Relief for Small Cars and Everyday Motorcycles
Budget-conscious buyers stand to gain the most. Compact petrol, CNG, and LPG cars with engines under 1,200 cc, and diesel cars up to 1,500 cc in capacity, so long as they stay under 4 metres in length, will now fall into the 18% GST slab, down from 28%.

This directly benefits mainstream models such as the Maruti Swift, WagonR, Hyundai i20, Tata Altroz, Renault Kwid, and Hyundai Exter, all of which are expected to see a price drop. The move also covers motorcycles up to 350 cc, including high-volume names like the Hero Splendor, Honda Shine, Bajaj Pulsar, TVS Apache, and Royal Enfield’s Classic and Hunter 350.

Commercial Vehicles, Hybrids, and EVs Get a Boost
The GST cut isn’t limited to passenger cars. Three-wheelers, trucks, buses, and ambulances also shift to the 18% slab, lowering acquisition costs for fleet operators and public service vehicles. Smaller hybrids enjoy reduced taxation as well, while electric vehicles continue at the lowest 5% rate, keeping them the most affordable in terms of tax incidence.

Bigger Cars and Premium Bikes Face Higher Rates
The picture changes for larger vehicles.

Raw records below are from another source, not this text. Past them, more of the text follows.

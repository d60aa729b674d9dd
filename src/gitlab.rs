//! GitLab starred-project listing over the REST v4 API.

use async_trait::async_trait;
use reqwest::header::{HeaderMap, HeaderValue};
use reqwest::{Client, RequestBuilder, Response};
use serde::Deserialize;
use std::env;
use tracing::{debug, info, warn};

use crate::config::Config;
use crate::error::{MirrorError, Result};
use crate::starred::{StarredRepo, StarredSource};

const PLATFORM: &str = "GitLab";
const PER_PAGE: &str = "100";

/// GitLab user - fields we need from `/users?username=`.
#[derive(Debug, Clone, Deserialize)]
pub struct GitLabUser {
    pub id: u64,
    pub username: String,
}

/// GitLab project - fields we need from `starred_projects`.
#[derive(Debug, Clone, Deserialize)]
pub struct GitLabProject {
    /// Full path including namespace (e.g., "group/subgroup/project").
    pub path_with_namespace: String,
    /// HTTP clone URL.
    pub http_url_to_repo: Option<String>,
    /// Owning user; absent for group-owned projects.
    pub owner: Option<GitLabOwner>,
    pub namespace: Option<GitLabNamespace>,
}

#[derive(Debug, Clone, Deserialize)]
pub struct GitLabOwner {
    pub username: String,
}

#[derive(Debug, Clone, Deserialize)]
pub struct GitLabNamespace {
    /// Namespace path (slug).
    pub path: String,
}

impl GitLabProject {
    fn owner_login(&self) -> Option<String> {
        self.owner
            .as_ref()
            .map(|o| o.username.clone())
            .or_else(|| self.namespace.as_ref().map(|n| n.path.clone()))
    }
}

/// GitLab API client for one instance.
pub struct GitLabClient {
    http: Client,
    api_base: String,
}

impl GitLabClient {
    /// Create a client for the configured host, with an optional token.
    pub fn new(config: &Config) -> Result<Self> {
        let token = env::var(&config.gitlab.token_env)
            .ok()
            .filter(|t| !t.trim().is_empty());
        Self::with_host(&config.gitlab.host, token.as_deref())
    }

    /// Create a client for `host` ("gitlab.com" or "https://gitlab.example.com").
    pub fn with_host(host: &str, token: Option<&str>) -> Result<Self> {
        let host = host.trim_end_matches('/');
        let host = if host.starts_with("http://") || host.starts_with("https://") {
            host.to_string()
        } else {
            format!("https://{}", host)
        };

        let mut headers = HeaderMap::new();
        if let Some(token) = token {
            let value = HeaderValue::from_str(token.trim())
                .map_err(|_| MirrorError::api(PLATFORM, "token contains invalid characters"))?;
            headers.insert("PRIVATE-TOKEN", value);
            debug!("Using GitLab token authentication");
        }

        let http = Client::builder()
            .user_agent(concat!(env!("CARGO_PKG_NAME"), "/", env!("CARGO_PKG_VERSION")))
            .default_headers(headers)
            .build()
            .map_err(|e| MirrorError::api(PLATFORM, format!("failed to create client: {}", e)))?;

        Ok(Self {
            http,
            api_base: format!("{}/api/v4", host),
        })
    }

    async fn send(request: RequestBuilder, what: &str) -> Result<Response> {
        let response = request
            .send()
            .await
            .map_err(|e| MirrorError::api(PLATFORM, format!("{}: {}", what, e)))?;

        let status = response.status();
        if !status.is_success() {
            let body = response.text().await.unwrap_or_default();
            return Err(MirrorError::api(
                PLATFORM,
                format!("{}: {} {}", what, status, body.trim()),
            ));
        }

        Ok(response)
    }

    /// Resolve a username to its user object.
    pub async fn find_user(&self, username: &str) -> Result<GitLabUser> {
        let what = format!("user lookup for {}", username);
        let response = Self::send(
            self.http
                .get(format!("{}/users", self.api_base))
                .query(&[("username", username)]),
            &what,
        )
        .await?;

        let users: Vec<GitLabUser> = response
            .json()
            .await
            .map_err(|e| MirrorError::api(PLATFORM, format!("{}: {}", what, e)))?;

        users
            .into_iter()
            .next()
            .ok_or_else(|| MirrorError::api(PLATFORM, format!("user not found: {}", username)))
    }

    /// All projects starred by a user, following `X-Next-Page`.
    pub async fn list_starred_projects(&self, user: &GitLabUser) -> Result<Vec<GitLabProject>> {
        let mut projects = Vec::new();
        let mut page = "1".to_string();

        loop {
            debug!("Fetching starred projects of {} page {}", user.username, page);
            let what = format!("starred projects of {} page {}", user.username, page);

            let response = Self::send(
                self.http
                    .get(format!("{}/users/{}/starred_projects", self.api_base, user.id))
                    .query(&[("per_page", PER_PAGE), ("page", page.as_str())]),
                &what,
            )
            .await?;

            let next_page = response
                .headers()
                .get("x-next-page")
                .and_then(|v| v.to_str().ok())
                .map(str::trim)
                .filter(|v| !v.is_empty())
                .map(str::to_string);

            let items: Vec<GitLabProject> = response
                .json()
                .await
                .map_err(|e| MirrorError::api(PLATFORM, format!("{}: {}", what, e)))?;

            let done = items.is_empty();
            projects.extend(items);

            match next_page {
                Some(next) if !done && next != page => page = next,
                _ => break,
            }
        }

        Ok(projects)
    }
}

#[async_trait]
impl StarredSource for GitLabClient {
    async fn starred(&self, username: &str) -> Result<Vec<StarredRepo>> {
        let user = self.find_user(username).await?;
        let projects = self.list_starred_projects(&user).await?;

        let repositories: Vec<StarredRepo> = projects
            .into_iter()
            .filter_map(|project| {
                let owner = project.owner_login();
                match project.http_url_to_repo {
                    Some(clone_url) => Some(StarredRepo { owner, clone_url }),
                    None => {
                        warn!(
                            "Starred project {} has no HTTP clone URL, skipping",
                            project.path_with_namespace
                        );
                        None
                    }
                }
            })
            .collect();

        info!("Found {} starred projects for {}", repositories.len(), username);
        Ok(repositories)
    }

    fn platform_name(&self) -> &'static str {
        PLATFORM
    }
}

#[cfg(test)]
mod tests {
    use super::*;
    use assert_matches::assert_matches;
    use serde_json::json;
    use wiremock::matchers::{header, method, path, query_param};
    use wiremock::{Mock, MockServer, ResponseTemplate};

    fn project(path: &str, owner: Option<&str>) -> serde_json::Value {
        let namespace = path.split('/').next().unwrap_or(path);
        let mut value = json!({
            "id": 1,
            "path_with_namespace": path,
            "http_url_to_repo": format!("https://gitlab.com/{}.git", path),
            "namespace": { "path": namespace },
        });
        if let Some(owner) = owner {
            value["owner"] = json!({ "username": owner });
        }
        value
    }

    async fn mount_user(server: &MockServer) {
        Mock::given(method("GET"))
            .and(path("/api/v4/users"))
            .and(query_param("username", "bob"))
            .respond_with(
                ResponseTemplate::new(200).set_body_json(json!([{ "id": 42, "username": "bob" }])),
            )
            .mount(server)
            .await;
    }

    #[tokio::test]
    async fn test_follows_next_page_header() {
        let server = MockServer::start().await;
        mount_user(&server).await;

        Mock::given(method("GET"))
            .and(path("/api/v4/users/42/starred_projects"))
            .and(query_param("page", "1"))
            .respond_with(
                ResponseTemplate::new(200)
                    .insert_header("x-next-page", "2")
                    .set_body_json(json!([project("bob/notes", Some("bob"))])),
            )
            .mount(&server)
            .await;

        Mock::given(method("GET"))
            .and(path("/api/v4/users/42/starred_projects"))
            .and(query_param("page", "2"))
            .respond_with(
                ResponseTemplate::new(200)
                    .insert_header("x-next-page", "")
                    .set_body_json(json!([project("gnome/gtk", None)])),
            )
            .mount(&server)
            .await;

        let client = GitLabClient::with_host(&server.uri(), None).unwrap();
        let repos = client.starred("bob").await.unwrap();

        assert_eq!(
            repos,
            vec![
                StarredRepo::new("bob", "https://gitlab.com/bob/notes.git"),
                // group-owned projects fall back to their namespace
                StarredRepo::new("gnome", "https://gitlab.com/gnome/gtk.git"),
            ]
        );
    }

    #[tokio::test]
    async fn test_unknown_user_is_api_error() {
        let server = MockServer::start().await;
        Mock::given(method("GET"))
            .and(path("/api/v4/users"))
            .respond_with(ResponseTemplate::new(200).set_body_json(json!([])))
            .mount(&server)
            .await;

        let client = GitLabClient::with_host(&server.uri(), None).unwrap();
        let result = client.starred("nobody").await;

        assert_matches!(
            result,
            Err(MirrorError::Api { platform: "GitLab", ref message }) if message.contains("nobody")
        );
    }

    #[tokio::test]
    async fn test_http_error_is_api_error() {
        let server = MockServer::start().await;
        mount_user(&server).await;
        Mock::given(method("GET"))
            .and(path("/api/v4/users/42/starred_projects"))
            .respond_with(ResponseTemplate::new(500))
            .mount(&server)
            .await;

        let client = GitLabClient::with_host(&server.uri(), None).unwrap();
        assert_matches!(client.starred("bob").await, Err(MirrorError::Api { .. }));
    }

    #[tokio::test]
    async fn test_sends_private_token() {
        let server = MockServer::start().await;
        Mock::given(method("GET"))
            .and(path("/api/v4/users"))
            .and(header("PRIVATE-TOKEN", "glpat-secret"))
            .respond_with(
                ResponseTemplate::new(200).set_body_json(json!([{ "id": 7, "username": "carol" }])),
            )
            .expect(1)
            .mount(&server)
            .await;

        let client = GitLabClient::with_host(&server.uri(), Some("glpat-secret")).unwrap();
        let user = client.find_user("carol").await.unwrap();
        assert_eq!(user.id, 7);
    }

    #[test]
    fn test_host_without_scheme_gets_https() {
        let client = GitLabClient::with_host("gitlab.example.com/", None).unwrap();
        assert_eq!(client.api_base, "https://gitlab.example.com/api/v4");
    }
}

Mid-size and full-size cars defined as petrols with engines larger than 1,200 cc, diesels beyond 1,500 cc, or any model over 4 metres in length, will now be taxed at a flat 40% rate.

High-capacity motorcycles above 350 cc, including the Royal Enfield Himalayan 450, KTM Duke 390, Harley-Davidson X440, and Triumph Speed 400, will also move into this bracket, making them costlier.

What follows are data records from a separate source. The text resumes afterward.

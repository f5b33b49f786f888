/*
 * Responsibility
 * - AppError shared by handlers (token issuance endpoints etc.)
 * - IntoResponse: HTTP status + `{"error": "<reason>"}`
 * - Convert lookup / codec errors without leaking internals
 */
use axum::{
    Json,
    http::StatusCode,
    response::{IntoResponse, Response},
};
use serde::Serialize;
use thiserror::Error;

use crate::services::accounts::LookupError;
use crate::services::auth::token_codec::TokenError;

/// Wire shape of every error this service returns.
#[derive(Debug, Serialize)]
pub struct ErrorResponse {
    pub error: String,
}

impl ErrorResponse {
    pub fn new(error: impl Into<String>) -> Self {
        Self {
            error: error.into(),
        }
    }
}

#[derive(Debug, Error)]
pub enum AppError {
    #[error("{0}")]
    InvalidRequest(String),
    #[error("{0}")]
    Unauthorized(&'static str),
    #[error("internal server error")]
    Internal,
}

impl IntoResponse for AppError {
    fn into_response(self) -> Response {
        let status = match &self {
            AppError::InvalidRequest(_) => StatusCode::BAD_REQUEST,
            AppError::Unauthorized(_) => StatusCode::UNAUTHORIZED,
            AppError::Internal => StatusCode::INTERNAL_SERVER_ERROR,
        };

        (status, Json(ErrorResponse::new(self.to_string()))).into_response()
    }
}

impl From<LookupError> for AppError {
    fn from(e: LookupError) -> Self {
        tracing::error!(error = %e, "account lookup failed");
        AppError::Internal
    }
}

impl From<TokenError> for AppError {
    fn from(e: TokenError) -> Self {
        tracing::error!(error = %e, "token issuance failed");
        AppError::Internal
    }
}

A Simplified but Stricter Top-End Taxation
Currently, bigger cars are subject to 28% GST plus a compensation cess of 17–22%, pushing the effective burden to nearly 50%. The new flat 40% levy removes the cess altogether, streamlining the system while still ensuring higher-end buyers contribute more.
The Bottom Line
With this shake-up, entry-level cars and motorcycles will be significantly more affordable, a win for first-time buyers and families. Commercial operators and EV adopters also benefit, reinforcing the government’s push for clean and shared mobility.
On the other hand, larger motorcycles will become more expensive, potentially reshaping demand in the top end of the market.
In short, the GST realignment resets the balance encouraging mass-market mobility while tightening the reins on luxury and performance segments.